向かってくる敵を避けて蹴り飛ばしながら、水世は炎の渦の根本で倒れている二人の姿を見つけた。早速二人の救出を、と彼女が踏み出したとき。

ピリッと、電流のようなものが肌を走った。彼女が跳んだと同時、ギャングオルカが超音波で炎の渦を消し飛ばした。彼の肌は潤いを取り戻しており、もしものために水を持参していたのだろう。大きく口を開き、渦巻いた瞳をぎょろりと覗かせるその姿は、敵顔負けの様相だ。流石は「ヴィランっぽい見た目ヒーローランキング」第三位だと、水世は状況も忘れて雑誌の記事を頭の片隅に思い出した。


「二人から、離れてください!」


恐らく水世と同じタイミングで跳んだのだろう。緑谷が強烈な蹴りをギャングオルカに入れた。だがギャングオルカは、なんてことないように片腕で容易く受け止めている。それを見て、水世はギャングオルカの頭上に移動すると、緑谷に呼びかけた。


「緑谷くん、どいて。上から燃やす……!」


一瞬“個性”を解いて再発動させた彼女は、緑谷と轟、イナサをバリアで包むと、片腕を真下にいるギャングオルカに突き出し、手のひらから炎を出そうとした。頭上を見上げたギャングオルカは、超音波で炎を消し飛ばそうと、鋭い歯を見せた。

だが、突如鳴り響いた警報に、水世が驚いて“個性”を消した。出かけていた炎やバリアは消え、彼女が少しよろけながら地面に着地すれば、配置されていた全てのHUCの救助が完了したこと、それに伴い仮免試験前工程の終了が告げられた。


『集計の後、この場で合否の発表を行います。怪我された方は医務室へ……他の方々は着替えて、しばし待機でお願いします』


放送を聞いて少し呆然としていた水世だったが、すぐに意識を戻して、倒れているイナサに駆け寄った。


「イナサくん、大丈夫?目眩とかない?痛いところは?」


イナサの前に座り込んだ水世は、イナサに怪我がないかを確認している。今にも泣きそうな顔をする姿は、先程まで敵に果敢に向かっていったのが嘘のようだ。

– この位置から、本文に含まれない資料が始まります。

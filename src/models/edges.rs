// Follow edge pairing - every follow is stored twice, once under each user,
// and each side has a denormalized counter on the owning user document.

use crate::infrastructure::document_store::{CollectionPath, DocumentPath};
use crate::models::{paths, UserId};

/// Which side of a follow relationship a sub-collection holds
#[derive(Debug, Clone, Copy, PartialEq, Eq, Hash)]
pub enum EdgeKind {
    /// `Users/{followed}/followers/{follower}`
    Followers,
    /// `Users/{follower}/following/{followed}`
    Following,
}

impl EdgeKind {
    pub fn collection_name(self) -> &'static str {
        match self {
            EdgeKind::Followers => "followers",
            EdgeKind::Following => "following",
        }
    }

    /// Counter field on the owning user document
    pub fn counter_field(self) -> &'static str {
        match self {
            EdgeKind::Followers => "followCount",
            EdgeKind::Following => "followingCount",
        }
    }

    /// Edge collection owned by `owner`
    pub fn collection(self, owner: &UserId) -> CollectionPath {
        paths::user(owner).sub_collection(self.collection_name())
    }

    /// Edge document owned by `owner` pointing at `other`
    pub fn edge(self, owner: &UserId, other: &UserId) -> DocumentPath {
        self.collection(owner).doc(other.as_str())
    }
}
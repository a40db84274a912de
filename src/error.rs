// src/error.rs
use thiserror::Error;

/// Run-level failures. Per-record problems never surface here; they are counted
/// in the harvest report instead.
#[derive(Debug, Error)]
pub enum HarvestError {
    #[error("source '{source_name}' is unavailable: {reason}")]
    SourceUnavailable { source_name: String, reason: String },
    #[error("configuration error: {0}")]
    Configuration(String),
}

impl HarvestError {
    pub fn unavailable(source_name: &str, reason: impl ToString) -> Self {
        HarvestError::SourceUnavailable { source_name: s!(source_name), reason: reason.to_string() }
    }
}
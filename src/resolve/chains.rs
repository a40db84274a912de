// src/resolve/chains.rs
//
// Fallback chains, one strategy per rung. Each chain is an ordered slice and the
// first strategy that returns Some wins.

use crate::candidate::RawCandidate;
use crate::config::consts::NAME_SUFFIX;

use super::EnrichmentCache;

pub trait Strategy<T> {
    fn attempt(&self, raw: &RawCandidate, cache: &mut EnrichmentCache<'_>) -> Option<T>;
}

pub fn first_success<T>(
    chain: &[&dyn Strategy<T>],
    raw: &RawCandidate,
    cache: &mut EnrichmentCache<'_>,
) -> Option<T> {
    chain.iter().find_map(|s| s.attempt(raw, cache))
}

/* ---------- name ---------- */

/// The source's own name, verbatim.
pub struct ExplicitName;
/// `"{operator} Pickleball Courts"`.
pub struct OperatorName;
/// Nearest named place from the reverse lookup.
pub struct SiteName;
/// `"Courts at {road}"`.
pub struct RoadName;

pub const NAME_CHAIN: &[&dyn Strategy<String>] = &[&ExplicitName, &OperatorName, &SiteName, &RoadName];

impl Strategy<String> for ExplicitName {
    fn attempt(&self, raw: &RawCandidate, _: &mut EnrichmentCache<'_>) -> Option<String> {
        raw.name.as_ref().filter(|n| !n.trim().is_empty()).cloned()
    }
}

impl Strategy<String> for OperatorName {
    fn attempt(&self, raw: &RawCandidate, _: &mut EnrichmentCache<'_>) -> Option<String> {
        raw.tag("operator").map(|op| join!(op, NAME_SUFFIX))
    }
}

impl Strategy<String> for SiteName {
    fn attempt(&self, _: &RawCandidate, cache: &mut EnrichmentCache<'_>) -> Option<String> {
        let site = cache.address()?.site_name()?;
        if site.to_lowercase().contains("pickleball") {
            Some(s!(site))
        } else {
            Some(join!(site, NAME_SUFFIX))
        }
    }
}

impl Strategy<String> for RoadName {
    fn attempt(&self, _: &RawCandidate, cache: &mut EnrichmentCache<'_>) -> Option<String> {
        cache.address()?.road().map(|road| join!("Courts at ", road))
    }
}

/* ---------- address ---------- */

/// Source fragments, most specific first.
pub struct TaggedAddress;
/// House number, road, city from the reverse lookup.
pub struct ReverseAddress;

pub const ADDRESS_CHAIN: &[&dyn Strategy<String>] = &[&TaggedAddress, &ReverseAddress];

impl Strategy<String> for TaggedAddress {
    fn attempt(&self, raw: &RawCandidate, _: &mut EnrichmentCache<'_>) -> Option<String> {
        join_parts(raw.address_fragments.iter().map(String::as_str))
    }
}

impl Strategy<String> for ReverseAddress {
    fn attempt(&self, _: &RawCandidate, cache: &mut EnrichmentCache<'_>) -> Option<String> {
        let addr = cache.address()?;
        join_parts([addr.house_number(), addr.road(), addr.city()].into_iter().flatten())
    }
}

fn join_parts<'a>(parts: impl Iterator<Item = &'a str>) -> Option<String> {
    let parts: Vec<&str> = parts.map(str::trim).filter(|p| !p.is_empty()).collect();
    (!parts.is_empty()).then(|| parts.join(", "))
}

/* ---------- region ---------- */

/// `addr:state` or the source's own region.
pub struct ExplicitRegion;
/// `state` from the reverse lookup.
pub struct ReverseState;
/// Trailing segment of the search scope ("Denver, CO" → "CO").
pub struct ScopeRegion<'a>(pub Option<&'a str>);

impl Strategy<String> for ExplicitRegion {
    fn attempt(&self, raw: &RawCandidate, _: &mut EnrichmentCache<'_>) -> Option<String> {
        present!(raw.region_hint.as_deref()).map(String::from)
    }
}

impl Strategy<String> for ReverseState {
    fn attempt(&self, _: &RawCandidate, cache: &mut EnrichmentCache<'_>) -> Option<String> {
        cache.address()?.state().map(String::from)
    }
}

impl Strategy<String> for ScopeRegion<'_> {
    fn attempt(&self, _: &RawCandidate, _: &mut EnrichmentCache<'_>) -> Option<String> {
        self.0.and_then(scope_region)
    }
}

/* ---------- city ---------- */

pub struct TaggedCity;
/// Leading segment of the search scope ("Denver, CO" → "Denver").
pub struct ScopeCity<'a>(pub Option<&'a str>);

impl Strategy<String> for TaggedCity {
    fn attempt(&self, raw: &RawCandidate, _: &mut EnrichmentCache<'_>) -> Option<String> {
        raw.tag("addr:city").map(String::from)
    }
}

impl Strategy<String> for ScopeCity<'_> {
    fn attempt(&self, _: &RawCandidate, _: &mut EnrichmentCache<'_>) -> Option<String> {
        self.0.and_then(scope_city)
    }
}

/// Only a scope with a comma names a region.
pub fn scope_region(scope: &str) -> Option<String> {
    let mut parts = scope.split(',');
    let _first = parts.next();
    parts.last().map(str::trim).filter(|p| !p.is_empty()).map(String::from)
}

pub fn scope_city(scope: &str) -> Option<String> {
    present!(scope.split(',').next()).map(String::from)
}

#[cfg(test)]
mod tests {
    use super::*;

    #[test]
    fn scope_segments() {
        assert_eq!(scope_region("Denver, CO").as_deref(), Some("CO"));
        assert_eq!(scope_region("Portland, Multnomah County, OR").as_deref(), Some("OR"));
        assert_eq!(scope_region("Austin"), None);
        assert_eq!(scope_region("Austin, "), None);
        assert_eq!(scope_city("Denver, CO").as_deref(), Some("Denver"));
        assert_eq!(scope_city("Austin").as_deref(), Some("Austin"));
        assert_eq!(scope_city(" , TX"), None);
    }

    #[test]
    fn join_parts_skips_blanks() {
        assert_eq!(join_parts(["12", " ", "Main St"].into_iter()).as_deref(), Some("12, Main St"));
        assert_eq!(join_parts(["", "  "].into_iter()), None);
    }
}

まだ体が麻痺しているのだろう。イナサは少し身動ぐと、僅かに顔を上げて水世を見た。その表情に普段の明るさはなく、彼は気まずげに視線を落とした。そんな幼馴染の様子に、彼女はこれ以上下がりようのないくらい眉を下げると、そっと彼の手を握った。おつかれさまと声をかけるも、イナサは何も返さなかった。


「……轟くんね、ちょっとずつ、変わろうとしてるよ」


イナサのことを忘れてしまっていたけれど。しかし以前の、入学当初の頃に比べたら、轟はだいぶ周囲に歩み寄ろうとしていた。約半年、それなりに近い距離で轟を見てきたからこそ、水世は彼の踏み出した一歩に気付いた。それはきっと自分だけではなく、クラスメイトたちもそうだろう。


「嫌っててもいいから、それは、認めてあげてほしい」


水世は、轟を好きになってほしいとは言わなかった。イナサのことを考えたら、そんな簡単に言える言葉ではないとわかっているから。けれど今の轟のことも、少し見てほしかった。変わろうとしている彼を。前に進もうともがく彼を、この幼馴染に、少しでも見てほしかったのだ。

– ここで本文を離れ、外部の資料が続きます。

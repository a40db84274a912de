// src/resolve/locate.rs
use crate::geo::{Coordinate, GeocodeError, Geocoder};

/// Position for a source that only gives text: the address itself, then
/// `"{name}, {scope}"`. `None` means the record cannot be placed.
pub fn locate(geocoder: &dyn Geocoder, name: &str, address: &str, scope: Option<&str>) -> Option<Coordinate> {
    let mut queries = vec![s!(address.trim())];
    if let Some(scope) = present!(scope) {
        queries.push(format!("{name}, {scope}"));
    } else {
        queries.push(s!(name.trim()));
    }

    for query in queries.iter().filter(|q| !q.is_empty()) {
        match geocoder.forward(query) {
            Ok(at) => {
                logd!("Locate: {query:?} → {}", at.label());
                return Some(at);
            }
            Err(GeocodeError::NotFound) => logd!("Locate: no match for {query:?}"),
            Err(e) => logw!("Locate: {query:?}: {e}"),
        }
    }
    None
}

#[cfg(test)]
mod tests {
    use std::cell::RefCell;

    use super::*;
    use crate::geo::{AddressComponents, BoundingBox};

    /// Knows one query; records all of them.
    struct OneHit {
        known: &'static str,
        asked: RefCell<Vec<String>>,
    }

    impl Geocoder for OneHit {
        fn forward(&self, query: &str) -> Result<Coordinate, GeocodeError> {
            self.asked.borrow_mut().push(s!(query));
            if query == self.known { Ok(Coordinate::new(1.0, 2.0)) } else { Err(GeocodeError::NotFound) }
        }
        fn reverse(&self, _: Coordinate) -> Result<AddressComponents, GeocodeError> {
            Err(GeocodeError::NotFound)
        }
        fn bounding_box(&self, _: &str) -> Result<BoundingBox, GeocodeError> {
            Err(GeocodeError::NotFound)
        }
    }

    #[test]
    fn address_first_then_name_in_scope() {
        let geo = OneHit { known: "Pan Am Park, Austin, TX", asked: RefCell::new(vec![]) };
        let at = locate(&geo, "Pan Am Park", "somewhere vague", Some("Austin, TX"));
        assert_eq!(at, Some(Coordinate::new(1.0, 2.0)));
        assert_eq!(*geo.asked.borrow(), vec![s!("somewhere vague"), s!("Pan Am Park, Austin, TX")]);
    }

    #[test]
    fn stops_at_first_hit() {
        let geo = OneHit { known: "2100 E 3rd St", asked: RefCell::new(vec![]) };
        assert!(locate(&geo, "Pan Am Park", "2100 E 3rd St", Some("Austin, TX")).is_some());
        assert_eq!(geo.asked.borrow().len(), 1);
    }

    #[test]
    fn exhausted_chain_is_none() {
        let geo = OneHit { known: "nowhere", asked: RefCell::new(vec![]) };
        assert_eq!(locate(&geo, "Ghost Courts", "1 Missing Rd", None), None);
        assert_eq!(geo.asked.borrow().len(), 2);
    }
}
// src/log.rs
//
// Logging goes through `tracing`. The macros keep the short call sites used
// across the crate; `init()` wires a subscriber for the binary.

use std::fs::{self, File, OpenOptions};
use std::path::Path;
use std::sync::Mutex;

use tracing_subscriber::{fmt, prelude::*, EnvFilter};

use crate::config::consts::LOG_FILE;

/// Install the global subscriber: `RUST_LOG` filter (default `info`), human
/// output on stderr, plus a plain-text mirror in `<log_dir>/debug.log`. The
/// CLI passes its store directory.
///
/// Safe to call more than once; later calls are no-ops.
pub fn init(log_dir: &Path) {
    let filter = EnvFilter::try_from_default_env().unwrap_or_else(|_| EnvFilter::new("info"));

    let console = fmt::layer()
        .with_writer(std::io::stderr)
        .with_target(false);

    let mirror = open_mirror(log_dir)
        .map(|file| fmt::layer().with_ansi(false).with_writer(Mutex::new(file)));

    let _ = tracing_subscriber::registry()
        .with(filter)
        .with(console)
        .with(mirror)
        .try_init();
}

/// No mirror when the directory cannot be created; console logging still works.
fn open_mirror(log_dir: &Path) -> Option<File> {
    fs::create_dir_all(log_dir).ok()?;
    OpenOptions::new()
        .create(true)
        .append(true)
        .open(log_dir.join(LOG_FILE))
        .ok()
}

/// Info-level logging
#[macro_export]
macro_rules! logf {
    ($($arg:tt)*) => {
        ::tracing::info!($($arg)*)
    };
}

/// Debug-level logging
#[macro_export]
macro_rules! logd {
    ($($arg:tt)*) => {
        ::tracing::debug!($($arg)*)
    };
}

/// Warn-level logging
#[macro_export]
macro_rules! logw {
    ($($arg:tt)*) => {
        ::tracing::warn!($($arg)*)
    };
}

/// Error-level logging
#[macro_export]
macro_rules! loge {
    ($($arg:tt)*) => {
        ::tracing::error!($($arg)*)
    };
}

自身よりも大きく無骨な手を握りながら、水世は切に言った。ピクリと、イナサの指先が動く。きっと麻痺が抜けてきたのだろう。彼は指先を軽く曲げて、水世の手を弱々しく握り返した。


「ごめん……水世ちゃん」

「……うん」


轟くんにも、謝ろうね。水世が穏やかに呟くと、イナサは小さく頷いた。